Bash Statistics

10 Nov, 2014

10 Nov 2014 - Redwood City

I had a case where I needed to generate some simple statistics from an indel file which one of our bioinformaticians had procured for me. These files are huge, but instead of asking for the parsed file, I thought it might be fun to do this in bash. I’ll walk through an example.

Lets say I have a text file, filename, with the following content:

red apple
green apple
green apple
orange
orange
orange

I’m looking for some histogram data to yield a multidimentional array of items and frequency:

[
  ['red apple', 1],
  ['green apple', 2],
  ['orange', 3],
]

First, we need to send our file through sort (to put adjacent items together) then uniq -c to give counts:

$ sort filename | uniq -c
  1 red apple
  2 green apple
  3 orange

Now lets rename our filename to be indel.pass.length and have our labels become indel position (integers). You can stream our desired data from the source into a parsed format:

sort -n indel.pass.length | uniq -c > indel.pass.length.counts

But we actually want a multidimentional array. Next take all the numbers and insert them into a list of arrays with sed.

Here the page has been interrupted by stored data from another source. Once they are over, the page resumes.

//! GraphQL-over-WebSocket wire messages and JSON codec.
//!
//! Every control and data frame on the socket is a UTF-8 text frame holding
//! one JSON envelope:
//!
//! ```text
//! { "id": "<string, optional>",
//!   "type": "<kind>",
//!   "payload": <object, optional> }
//! ```
//!
//! Outbound kinds: `connection_init`, `connection_terminate`, `start`,
//! `subscribe`, `stop`, `complete`, `ping`, `pong`.
//!
//! Inbound kinds: `data`, `next`, `error`, `complete`, `connection_ack`,
//! `ka` (keep-alive), `start_ack`, `pong`, `ping`, plus echoes of the
//! outbound kinds. Anything else fails the parse with
//! [`TransportError::UnprocessedMessage`] carrying the raw text.
//!
//! The codec is pure -- no I/O, no state -- so every branch is unit-testable
//! and the functions are safe to call from any task.

// Rust guideline compliant 2026-02

use serde::{Deserialize, Serialize};
use serde_json::Value;

use crate::error::TransportError;

/// Every message kind that can cross the socket, in either direction.
#[derive(Debug, Clone, Copy, PartialEq, Eq)]
pub enum MessageKind {
    /// Client handshake, first frame after the socket opens.
    ConnectionInit,
    /// Client farewell, best-effort frame before teardown.
    ConnectionTerminate,
    /// Operation start under the legacy `graphql-ws` sub-protocol.
    Start,
    /// Operation start under the modern `graphql-transport-ws` sub-protocol.
    Subscribe,
    /// Operation stop under the legacy sub-protocol.
    Stop,
    /// Operation stop (outbound) or operation finished (inbound).
    Complete,
    /// GraphQL-level keep-alive probe.
    Ping,
    /// GraphQL-level keep-alive reply.
    Pong,
    /// Server result frame, legacy sub-protocol.
    Data,
    /// Server result frame, modern sub-protocol.
    Next,
    /// Server error frame addressed to one operation.
    Error,
    /// Server accepted the `connection_init` payload.
    ConnectionAck,
    /// Server rejected the connection.
    ConnectionError,
    /// Server keep-alive (`ka` on the wire).
    ConnectionKeepAlive,
    /// Server acknowledged an operation start.
    StartAck,
}

impl MessageKind {
    /// Wire string for this kind.
    #[must_use]
    pub const fn as_str(self) -> &'static str {
        match self {
            Self::ConnectionInit => "connection_init",
            Self::ConnectionTerminate => "connection_terminate",
            Self::Start => "start",
            Self::Subscribe => "subscribe",
            Self::Stop => "stop",
            Self::Complete => "complete",
            Self::Ping => "ping",
            Self::Pong => "pong",
            Self::Data => "data",
            Self::Next => "next",
            Self::Error => "error",
            Self::ConnectionAck => "connection_ack",
            Self::ConnectionError => "connection_error",
            Self::ConnectionKeepAlive => "ka",
            Self::StartAck => "start_ack",
        }
    }

    /// Map a wire string back to a kind. `None` for unknown types.
    #[must_use]
    pub fn parse(value: &str) -> Option<Self> {
        match value {
            "connection_init" => Some(Self::ConnectionInit),
            "connection_terminate" => Some(Self::ConnectionTerminate),
            "start" => Some(Self::Start),
            "subscribe" => Some(Self::Subscribe),
            "stop" => Some(Self::Stop),
            "complete" => Some(Self::Complete),
            "ping" => Some(Self::Ping),
            "pong" => Some(Self::Pong),
            "data" => Some(Self::Data),
            "next" => Some(Self::Next),
            "error" => Some(Self::Error),
            "connection_ack" => Some(Self::ConnectionAck),
            "connection_error" => Some(Self::ConnectionError),
            "ka" => Some(Self::ConnectionKeepAlive),
            "start_ack" => Some(Self::StartAck),
            _ => None,
        }
    }
}

/// Serde shape of the wire envelope. Optional fields are omitted entirely
/// rather than serialized as `null`.
#[derive(Debug, Serialize, Deserialize)]
struct WireEnvelope {
    #[serde(skip_serializing_if = "Option::is_none")]
    id: Option<String>,
    #[serde(rename = "type")]
    kind: String,
    #[serde(skip_serializing_if = "Option::is_none")]
    payload: Option<Value>,
}

/// One decoded message: kind plus optional operation id and payload.
#[derive(Debug, Clone, PartialEq, Eq)]
pub struct WireMessage {
    /// Operation id this frame addresses, if any.
    pub id: Option<String>,
    /// Message kind.
    pub kind: MessageKind,
    /// JSON payload, if any.
    pub payload: Option<Value>,
}

impl WireMessage {
    /// Build a message for encoding.
    #[must_use]
    pub fn new(id: Option<String>, kind: MessageKind, payload: Option<Value>) -> Self {
        Self { id, kind, payload }
    }

    /// Encode into the JSON text frame written to the socket.
    ///
    /// # Errors
    ///
    /// Returns [`TransportError::Parse`] if the payload cannot be serialized.
    pub fn encode(&self) -> Result<String, TransportError> {
        let envelope = WireEnvelope {
            id: self.id.clone(),
            kind: self.kind.as_str().to_string(),
            payload: self.payload.clone(),
        };
        serde_json::to_string(&envelope).map_err(|e| TransportError::Parse(e.to_string()))
    }

    /// Decode an inbound text frame.
    ///
    /// # Errors
    ///
    /// Returns [`TransportError::Parse`] for malformed JSON or a missing
    /// `type` field, and [`TransportError::UnprocessedMessage`] (carrying the
    /// raw text) when the `type` value is not a recognized kind.
    pub fn parse(text: &str) -> Result<Self, TransportError> {
        let envelope: WireEnvelope =
            serde_json::from_str(text).map_err(|e| TransportError::Parse(e.to_string()))?;

        let kind = MessageKind::parse(&envelope.kind)
            .ok_or_else(|| TransportError::UnprocessedMessage(text.to_string()))?;

        Ok(Self {
            id: envelope.id,
            kind,
            payload: envelope.payload,
        })
    }
}

#[cfg(test)]
mod tests {
    use super::*;

    const OUTBOUND_KINDS: [MessageKind; 8] = [
        MessageKind::ConnectionInit,
        MessageKind::ConnectionTerminate,
        MessageKind::Start,
        MessageKind::Subscribe,
        MessageKind::Stop,
        MessageKind::Complete,
        MessageKind::Ping,
        MessageKind::Pong,
    ];

    #[test]
    fn test_encode_connection_init_with_empty_payload() {
        let msg = WireMessage::new(
            None,
            MessageKind::ConnectionInit,
            Some(serde_json::json!({})),
        );
        assert_eq!(msg.encode().unwrap(), r#"{"type":"connection_init","payload":{}}"#);
    }

    #[test]
    fn test_encode_omits_absent_fields() {
        let msg = WireMessage::new(None, MessageKind::Pong, None);
        assert_eq!(msg.encode().unwrap(), r#"{"type":"pong"}"#);
    }

    #[test]
    fn test_encode_includes_id() {
        let msg = WireMessage::new(
            Some("1".to_string()),
            MessageKind::Subscribe,
            Some(serde_json::json!({"query": "subscription { tick }"})),
        );
        let text = msg.encode().unwrap();
        assert!(text.contains(r#""id":"1""#));
        assert!(text.contains(r#""type":"subscribe""#));
    }

    #[test]
    fn test_round_trip_every_outbound_kind() {
        for kind in OUTBOUND_KINDS {
            let msg = WireMessage::new(
                Some("7".to_string()),
                kind,
                Some(serde_json::json!({"k": "v"})),
            );
            let decoded = WireMessage::parse(&msg.encode().unwrap()).unwrap();
            assert_eq!(decoded, msg, "round trip failed for {kind:?}");
        }
    }

    #[test]
    fn test_parse_keep_alive_wire_string() {
        let decoded = WireMessage::parse(r#"{"type":"ka"}"#).unwrap();
        assert_eq!(decoded.kind, MessageKind::ConnectionKeepAlive);
        assert_eq!(decoded.id, None);
        assert_eq!(decoded.payload, None);
    }

    #[test]
    fn test_parse_unknown_type_carries_raw_text() {
        let raw = r#"{"type":"heartbeat","id":"3"}"#;
        match WireMessage::parse(raw) {
            Err(TransportError::UnprocessedMessage(text)) => assert_eq!(text, raw),
            other => panic!("expected UnprocessedMessage, got {other:?}"),
        }
    }

    #[test]
    fn test_parse_malformed_json_is_parse_error() {
        assert!(matches!(
            WireMessage::parse("{not json"),
            Err(TransportError::Parse(_))
        ));
    }

    #[test]
    fn test_parse_missing_type_is_parse_error() {
        assert!(matches!(
            WireMessage::parse(r#"{"id":"1","payload":{}}"#),
            Err(TransportError::Parse(_))
        ));
    }

    #[test]
    fn test_parse_next_with_payload() {
        let decoded =
            WireMessage::parse(r#"{"id":"42","type":"next","payload":{"data":{"n":1}}}"#).unwrap();
        assert_eq!(decoded.kind, MessageKind::Next);
        assert_eq!(decoded.id.as_deref(), Some("42"));
        assert!(decoded.payload.is_some());
    }
}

sed -E 's/([0-9]+) (-?[0-9]+)/\[\2\,\1\]\,/g' indel.pass.length.counts

Then append and prepend our file with brackets to form our list.

echo ']' >> $_
echo '[' > tmp

Finally, move it back into the file we want.

cat indel.pass.length.counts >> tmp
cat tmp > indel.pass.length.counts

All together, that looks like:

sort -n indel.pass.length | uniq -c > indel.pass.length.counts
sed -E 's/([0-9]+) (-?[0-9]+)/\[\2\,\1\]\,/g' indel.pass.length.counts
echo ']' >> $_
echo '[' > tmp
cat indel.pass.length.counts >> tmp
cat tmp > indel.pass.length.counts